| The Irrepressible Rothbard
Essays of Murray N. Rothbard Edited by Llewellyn H. Rockwell, Jr.
NOTES ON THE NINTENDO WAR
March 1991
THE TV WAR
For the first two days and nights of the war, I, like many other
people, stayed glued to my TV set, watching the war, concentrating
on CNN but flipping in and out of the networks. Then, suddenly,
it hit me: I wasn't getting any news. And it remains true.
What we have been getting is:
l. Endless repetitions of the same few static shots: A plane landing
or taking off on a darkened field. A missile thrusting upwards.

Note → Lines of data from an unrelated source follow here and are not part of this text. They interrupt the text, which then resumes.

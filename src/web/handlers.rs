use crate::services::{AiService, MarketService};
use chrono::Utc;
use serde::Deserialize;
use serde_json::json;
use std::convert::Infallible;
use std::sync::Arc;
use warp::http::StatusCode;
use warp::reply::{self, Reply, WithStatus};

#[derive(Debug, Deserialize)]
pub struct AskRequest {
    pub query: String,
}

#[derive(Debug, Deserialize)]
pub struct ListParams {
    pub limit: Option<u32>,
    pub page: Option<u32>,
}

#[derive(Debug, Deserialize)]
pub struct ChartParams {
    pub days: Option<u32>,
}

#[derive(Debug, Deserialize)]
pub struct NewsParams {
    pub query: Option<String>,
    pub limit: Option<usize>,
}

fn ok(body: &impl serde::Serialize) -> WithStatus<reply::Json> {
    reply::with_status(reply::json(body), StatusCode::OK)
}

fn not_found(message: String) -> WithStatus<reply::Json> {
    reply::with_status(reply::json(&json!({ "error": message })), StatusCode::NOT_FOUND)
}

pub async fn root() -> Result<impl Reply, Infallible> {
    Ok(reply::json(&json!({
        "message": "Finance Gateway API",
        "status": "running"
    })))
}

pub async fn health() -> Result<impl Reply, Infallible> {
    Ok(reply::json(&json!({
        "status": "healthy",
        "timestamp": Utc::now()
    })))
}

pub async fn market_data(market: Arc<MarketService>) -> Result<impl Reply, Infallible> {
    Ok(reply::json(&market.comprehensive().await))
}

pub async fn crypto_list(
    params: ListParams,
    market: Arc<MarketService>,
) -> Result<impl Reply, Infallible> {
    let limit = params.limit.unwrap_or(100).clamp(1, 250);
    let page = params.page.unwrap_or(1).max(1);
    let data = market.crypto_markets(limit).await;
    Ok(reply::json(&json!({
        "count": data.len(),
        "data": data,
        "limit": limit,
        "page": page
    })))
}

pub async fn crypto_by_symbol(
    symbol: String,
    market: Arc<MarketService>,
) -> Result<impl Reply, Infallible> {
    Ok(match market.crypto_by_symbol(&symbol).await {
        Some(coin) => ok(&coin),
        None => not_found(format!("Cryptocurrency {} not found", symbol)),
    })
}

pub async fn crypto_chart(
    coin_id: String,
    params: ChartParams,
    market: Arc<MarketService>,
) -> Result<impl Reply, Infallible> {
    let days = params.days.unwrap_or(30).clamp(1, 365);
    Ok(match market.chart(&coin_id, days).await {
        Some(chart) if !chart.prices.is_empty() => ok(&chart),
        _ => not_found(format!("Chart data not found for coin '{}'", coin_id)),
    })
}

pub async fn bitcoin_price(market: Arc<MarketService>) -> Result<impl Reply, Infallible> {
    Ok(match market.bitcoin().await {
        Some(spot) => reply::json(&spot),
        // degrade to an empty object rather than failing the request
        None => reply::json(&json!({})),
    })
}

pub async fn economic_series(
    series_id: String,
    market: Arc<MarketService>,
) -> Result<impl Reply, Infallible> {
    Ok(match market.economic(&series_id).await {
        Some(series) => ok(&series),
        None => not_found(format!("Economic series {} not found", series_id)),
    })
}

pub async fn stocks_list(market: Arc<MarketService>) -> Result<impl Reply, Infallible> {
    let data = market.stocks().await;
    Ok(reply::json(&json!({
        "count": data.len(),
        "data": data
    })))
}

pub async fn stock_by_symbol(
    symbol: String,
    market: Arc<MarketService>,
) -> Result<impl Reply, Infallible> {
    Ok(match market.stock_by_symbol(&symbol).await {
        Some(stock) => ok(&stock),
        None => not_found(format!("Stock {} not found", symbol)),
    })
}

pub async fn ask(request: AskRequest, ai: Arc<AiService>) -> Result<impl Reply, Infallible> {
    if request.query.trim().is_empty() {
        return Ok(reply::with_status(
            reply::json(&json!({ "error": "Query must not be empty" })),
            StatusCode::BAD_REQUEST,
        ));
    }
    Ok(ok(&ai.answer(&request.query).await))
}

pub async fn news(params: NewsParams, ai: Arc<AiService>) -> Result<impl Reply, Infallible> {
    let topic = params.query.unwrap_or_default();
    let limit = params.limit.unwrap_or(10).clamp(1, 50);
    let items = ai.news(&topic, limit).await;
    Ok(reply::json(&json!({ "news": items })))
}
//! Raw tabular input: the header row plus untyped data rows.

use std::path::{Path, PathBuf};

use anyhow::{Context, Result};
use encoding_rs::Encoding;
use log::info;

use crate::io_utils;

#[derive(Debug, Clone, Default, PartialEq, Eq)]
pub struct RawTable {
    pub headers: Vec<String>,
    pub rows: Vec<Vec<String>>,
}

impl RawTable {
    /// Splits off the first row as the header row. No rows means no headers.
    pub fn from_rows(mut rows: Vec<Vec<String>>) -> Self {
        if rows.is_empty() {
            return Self::default();
        }
        let headers = rows.remove(0);
        Self { headers, rows }
    }
}

/// Anything that can hand the pipeline a [`RawTable`], e.g. a file export or a
/// spreadsheet API client. A failed fetch is terminal for the request.
pub trait TabularSource {
    fn fetch(&self) -> Result<RawTable>;
}

#[derive(Debug, Clone)]
pub struct CsvFileSource {
    path: PathBuf,
    delimiter: u8,
    encoding: &'static Encoding,
}

impl CsvFileSource {
    pub fn new(path: &Path, delimiter: Option<u8>, encoding: &'static Encoding) -> Self {
        Self {
            path: path.to_path_buf(),
            delimiter: io_utils::resolve_input_delimiter(path, delimiter),
            encoding,
        }
    }
}

impl TabularSource for CsvFileSource {
    fn fetch(&self) -> Result<RawTable> {
        let mut reader = io_utils::open_csv_reader_from_path(&self.path, self.delimiter)?;
        let rows = io_utils::read_all_records(&mut reader, self.encoding)
            .with_context(|| format!("Reading responses from {:?}", self.path))?;
        let table = RawTable::from_rows(rows);
        info!(
            "Read {} response row(s) with {} header(s) from {:?}",
            table.rows.len(),
            table.headers.len(),
            self.path
        );
        Ok(table)
    }
}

The same damn bird covered with oil. (How many hundreds of times
did we see that one? And that was a fake a shot taken
after some oil accident several days before Saddam's oil
strike.) If you turn on five minutes of news per day, you get the
full 24 hours.
2. Slides of maps, with radio voices cracking from Middle East
spots. No news.
3. Press conferences, with Bush, Cheney, and various Pentagon biggies
sounding off with braggadocio: We've got him; we've crushed him;
we'll crush him again.
4. Press conferences where Bush and Pentagon biggies engage in
schoolyard tantrums. After five months of routinely calling Saddam
a monster, a madman, and a Hitler, every time Saddam does something,
e.g., putting our pilot POWs on television, or unloosing all that
oil, our biggies invariably say: "That's it. Now we're really
mad." But why is this fatheaded behavior taken seriously?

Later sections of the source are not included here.